On the other side is systemd which has not yet been available in
a single Debian release and could not yet prove itself anywhere.

So if it would be proposed as some more init system to support
or a cool new stuff to experiment with it, you would not get that
much emotional reactions.

But as people demanded making it the only available system before
it could prove itself and while all most people know is that it
is quite a different design which wants to solve all the problems
at the same time (which often enough means it creates more problems
than it solves) and that it has ties which other projects people
have had no good experiences with (for enough people pulse-audio
is a synonym of "my sound is not working") you should have a
different reaction than ridiculing people not wanting to bet
their future on it.

> You know the famous quote: "640 kB ought to be enough!"

But I also know which happened to the 80286, which offered
quite a lot more memory and many nice things like fine
grained memory proection: It only looked nice on the paper
but (with some noble exceptions) was just not worth the hassle,
so that people prefered to stay with a 1 MB limit for many
years to come.

> Yes, I see your point. But again, what I said before, how many people
> are actually digging into such low-level code? Someone who is jumping
> into kernel or plumberland development always has to have a certain
> background knowledge. It requires more skills and experience as
> opposed to writing desktop applications or smart phone apps.

This is exactly the mindset that scares people away from systemd.

An application that does not behave is no big problem. One can easily
ditch it and replace it withanother. One has all the bells and whistles
of your full desktop available while you debug it. It's all quite well
understood.

If your init system does not work -- and one day it will not work,
there is no way that can be avoided, there is no perfect bug-free
software out there and especially when the task is to cope with
all possible hardware and their little quirks and timing problems,
all the different combinations of services and daemons out there
and so on -- you are set back much more.

So if you end up in a situation like that, what do you do as user?
Some will say "oh, it does not work.

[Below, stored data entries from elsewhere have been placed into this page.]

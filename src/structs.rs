use clap::Parser;
use std::path::PathBuf;

#[derive(Parser)]
#[command(author, version, about, long_about = None)]
pub struct Cli {
    /// Path of the configuration file.
    #[arg(long, default_value = "config.toml")]
    pub config: PathBuf,
    /// Create the configuration file if it does not exist or is broken.
    #[arg(long)]
    pub create_config: bool,
    /// Load every configured credential set once and exit.
    #[arg(long)]
    pub check: bool
}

Let's try to reinstall the machine
and if that does not help let's try another distribution. Perhaps the
next release in two years will work. Or perhaps what I wanted to do
is not that important, so I will just not do that".

But for many people that would not be a solution but the absolute
nightmare. Being at the mercy of the computer; not being able to decide
what your machine does and what not; being totally powerless and
dependent on whether someone has decided that what you want to do
makes sense or not.

So being a more complex thing means it must be easier. Easier to
understand what it does. Easier to understand why something does
not work. Easier to fix it once it breaks.

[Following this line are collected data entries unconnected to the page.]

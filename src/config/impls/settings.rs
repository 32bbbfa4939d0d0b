use std::collections::BTreeMap;
use std::time::Duration;
use crate::common::common::parse_time_value;
use crate::config::enums::configuration_error::ConfigurationError;
use crate::config::enums::setting_value::SettingValue;
use crate::config::structs::settings::Settings;
use crate::config::structs::settings_builder::SettingsBuilder;

impl std::fmt::Debug for Settings {
    fn fmt(&self, f: &mut std::fmt::Formatter<'_>) -> std::fmt::Result {
        // Values may hold passwords.
        f.debug_struct("Settings")
            .field("keys", &self.values.keys().collect::<Vec<_>>())
            .finish()
    }
}

impl Settings {
    pub fn builder() -> SettingsBuilder {
        SettingsBuilder::new()
    }

    pub fn empty() -> Settings {
        Settings::default()
    }

    pub fn is_empty(&self) -> bool {
        self.values.is_empty()
    }

    pub fn len(&self) -> usize {
        self.values.len()
    }

    pub fn contains(&self, key: &str) -> bool {
        self.values.contains_key(key)
    }

    pub fn keys(&self) -> impl Iterator<Item = &str> {
        self.values.keys().map(String::as_str)
    }

    pub fn get(&self, key: &str) -> Option<&str> {
        self.values.get(key).and_then(SettingValue::as_single)
    }

    pub fn get_list(&self, key: &str) -> Option<Vec<String>> {
        self.values.get(key).map(SettingValue::as_list)
    }

    /// Like [`Self::get`], but a list of several values is an error instead
    /// of reading as unset.
    pub fn get_scalar(&self, key: &str) -> Result<Option<&str>, ConfigurationError> {
        match self.values.get(key) {
            None => Ok(None),
            Some(value) => match value.as_single() {
                Some(single) => Ok(Some(single)),
                None => Err(ConfigurationError::invalid(
                    key,
                    &value.as_list().join(", "),
                    "expected a single value, not a list",
                ))
            }
        }
    }

    pub fn get_as_bool(&self, key: &str) -> Result<Option<bool>, ConfigurationError> {
        match self.get_scalar(key)? {
            None => Ok(None),
            Some(value) => match value.trim().to_ascii_lowercase().as_str() {
                "true" => Ok(Some(true)),
                "false" => Ok(Some(false)),
                _ => Err(ConfigurationError::invalid(key, value, "expected true or false"))
            }
        }
    }

    pub fn get_as_usize(&self, key: &str) -> Result<Option<usize>, ConfigurationError> {
        match self.get_scalar(key)? {
            None => Ok(None),
            Some(value) => value
                .trim()
                .parse::<usize>()
                .map(Some)
                .map_err(|_| ConfigurationError::invalid(key, value, "expected a non-negative integer"))
        }
    }

    pub fn get_as_time(&self, key: &str) -> Result<Option<Duration>, ConfigurationError> {
        match self.get_scalar(key)? {
            None => Ok(None),
            Some(value) => parse_time_value(value)
                .map(Some)
                .ok_or_else(|| ConfigurationError::invalid(key, value, "expected a duration such as 30s, 10m or 24h"))
        }
    }

    /// Entries under `prefix`, with the prefix stripped from their keys.
    pub fn by_prefix(&self, prefix: &str) -> Settings {
        let values = self
            .values
            .iter()
            .filter_map(|(key, value)| {
                key.strip_prefix(prefix)
                    .filter(|rest| !rest.is_empty())
                    .map(|rest| (rest.to_string(), value.clone()))
            })
            .collect();
        Settings { values }
    }

    /// Splits `prefix.<name>.<rest>` entries into one [`Settings`] per `<name>`.
    pub fn groups(&self, prefix: &str) -> BTreeMap<String, Settings> {
        let mut prefix = prefix.to_string();
        if !prefix.is_empty() && !prefix.ends_with('.') {
            prefix.push('.');
        }
        let mut groups: BTreeMap<String, BTreeMap<String, SettingValue>> = BTreeMap::new();
        for (key, value) in self.values.iter() {
            let Some(rest) = key.strip_prefix(prefix.as_str()) else {
                continue;
            };
            if let Some((name, setting)) = rest.split_once('.') {
                groups
                    .entry(name.to_string())
                    .or_default()
                    .insert(setting.to_string(), value.clone());
            }
        }
        groups
            .into_iter()
            .map(|(name, values)| (name, Settings { values }))
            .collect()
    }

    /// A copy of `self` without `keys`.
    pub fn without(&self, keys: &[&str]) -> Settings {
        keys.iter()
            .fold(Settings::builder().put_all(self), |builder, key| builder.remove(key))
            .build()
    }

    /// `self` overlaid with every entry of `overrides`.
    pub fn merged_with(&self, overrides: &Settings) -> Settings {
        Settings::builder().put_all(self).put_all(overrides).build()
    }

    fn flatten_into(
        prefix: &str,
        table: toml::Table,
        values: &mut BTreeMap<String, SettingValue>,
    ) -> Result<(), ConfigurationError> {
        for (key, value) in table {
            let key = if prefix.is_empty() { key } else { format!("{prefix}.{key}") };
            match value {
                toml::Value::Table(nested) => Self::flatten_into(&key, nested, values)?,
                toml::Value::Array(items) => {
                    let mut list = Vec::with_capacity(items.len());
                    for item in items {
                        list.push(Self::scalar(&key, item)?);
                    }
                    values.insert(key, SettingValue::List(list));
                }
                other => {
                    let scalar = Self::scalar(&key, other)?;
                    values.insert(key, SettingValue::Single(scalar));
                }
            }
        }
        Ok(())
    }

    fn scalar(key: &str, value: toml::Value) -> Result<String, ConfigurationError> {
        match value {
            toml::Value::String(value) => Ok(value),
            toml::Value::Integer(value) => Ok(value.to_string()),
            toml::Value::Float(value) => Ok(value.to_string()),
            toml::Value::Boolean(value) => Ok(value.to_string()),
            toml::Value::Datetime(value) => Ok(value.to_string()),
            other => Err(ConfigurationError::invalid(key, &other.to_string(), "nested values are not allowed inside lists"))
        }
    }
}

impl TryFrom<toml::Table> for Settings {
    type Error = ConfigurationError;

    fn try_from(table: toml::Table) -> Result<Self, Self::Error> {
        let mut values = BTreeMap::new();
        Settings::flatten_into("", table, &mut values)?;
        Ok(Settings { values })
    }
}

impl From<Settings> for toml::Table {
    fn from(settings: Settings) -> Self {
        settings
            .values
            .into_iter()
            .map(|(key, value)| {
                let value = match value {
                    SettingValue::Single(value) => toml::Value::String(value),
                    SettingValue::List(values) => toml::Value::Array(values.into_iter().map(toml::Value::String).collect())
                };
                (key, value)
            })
            .collect()
    }
}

> But do you really think that we should keep every part of the system
> brain-dead simple that everyone understands at the cost of reliablity
> and performance?

Do you really not understand why people think that?

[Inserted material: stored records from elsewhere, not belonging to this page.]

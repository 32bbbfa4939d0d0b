use std::sync::Arc;
use crate::ssl::structs::live_credentials::LiveCredentials;
use crate::ssl::structs::signing_handle::SigningHandle;
use crate::ssl::structs::source_fingerprint::SourceFingerprint;
use crate::ssl::structs::verification_handle::VerificationHandle;

impl std::fmt::Debug for LiveCredentials {
    fn fmt(&self, f: &mut std::fmt::Formatter<'_>) -> std::fmt::Result {
        f.debug_struct("LiveCredentials")
            .field("signing", &self.signing)
            .field("verification", &self.verification)
            .field("fingerprint", &self.fingerprint)
            .field("loaded_at", &self.loaded_at)
            .finish()
    }
}

impl LiveCredentials {
    pub fn new(signing: SigningHandle, verification: VerificationHandle, fingerprint: SourceFingerprint) -> Self {
        Self {
            signing: Arc::new(signing),
            verification: Arc::new(verification),
            fingerprint,
            loaded_at: chrono::Utc::now(),
        }
    }

    pub fn signing_handle(&self) -> Arc<SigningHandle> {
        self.signing.clone()
    }

    pub fn verification_handle(&self) -> Arc<VerificationHandle> {
        self.verification.clone()
    }

    pub fn fingerprint(&self) -> &SourceFingerprint {
        &self.fingerprint
    }

    pub fn loaded_at(&self) -> chrono::DateTime<chrono::Utc> {
        self.loaded_at
    }
}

And what does reliability mean if it can stop working and I can do
nothing against that at all?

> I see your argument about keeping stuff simple, but again, if you want
> to be able to solve more complex tasks with your computer, the
> software on it itself has to become more complex.

Strangely the complexity of the solution has seldom been related
to the complexity of the problem and always been the opposite of
reliablity in the past. So this is merely a false assertion.

> > Claiming that it will work for everyone and that
> > anyone not being able to name a problem existing now has no arguments
> > does not help.
>
> Do System V Init or Upstart work in EVERY single use case?

Actually, all my experiences with upstart has been when it does not
work. And then it was always a pain to work with. So in my experience
System V Init is quite superior to Upstart.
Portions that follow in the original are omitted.